■ Data to use ■

((

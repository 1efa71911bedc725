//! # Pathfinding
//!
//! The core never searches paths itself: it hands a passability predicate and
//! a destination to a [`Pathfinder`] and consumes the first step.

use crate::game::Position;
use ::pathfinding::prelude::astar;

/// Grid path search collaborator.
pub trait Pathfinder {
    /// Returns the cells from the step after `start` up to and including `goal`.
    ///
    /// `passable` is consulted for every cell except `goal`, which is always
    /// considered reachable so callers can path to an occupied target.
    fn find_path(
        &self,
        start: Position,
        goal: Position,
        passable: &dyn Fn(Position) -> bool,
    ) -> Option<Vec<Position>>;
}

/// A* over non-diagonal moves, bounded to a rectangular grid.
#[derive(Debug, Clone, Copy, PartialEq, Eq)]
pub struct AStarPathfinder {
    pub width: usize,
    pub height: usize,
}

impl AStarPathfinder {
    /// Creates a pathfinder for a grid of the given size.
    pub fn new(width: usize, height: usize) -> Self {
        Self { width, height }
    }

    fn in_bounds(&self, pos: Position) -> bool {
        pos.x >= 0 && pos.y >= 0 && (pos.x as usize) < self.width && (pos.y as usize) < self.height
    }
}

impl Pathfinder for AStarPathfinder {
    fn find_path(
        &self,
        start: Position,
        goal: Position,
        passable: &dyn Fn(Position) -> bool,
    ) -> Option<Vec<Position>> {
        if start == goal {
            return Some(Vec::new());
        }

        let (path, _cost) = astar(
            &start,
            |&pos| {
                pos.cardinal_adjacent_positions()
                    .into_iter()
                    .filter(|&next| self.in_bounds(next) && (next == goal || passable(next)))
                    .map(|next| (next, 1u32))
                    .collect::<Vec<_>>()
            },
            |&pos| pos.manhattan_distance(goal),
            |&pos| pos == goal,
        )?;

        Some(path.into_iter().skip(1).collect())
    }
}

))

■ Brief ■
Show all lines from the listing above in which "impl" appears.

■ Solved exercise ■
impl AStarPathfinder {
impl Pathfinder for AStarPathfinder {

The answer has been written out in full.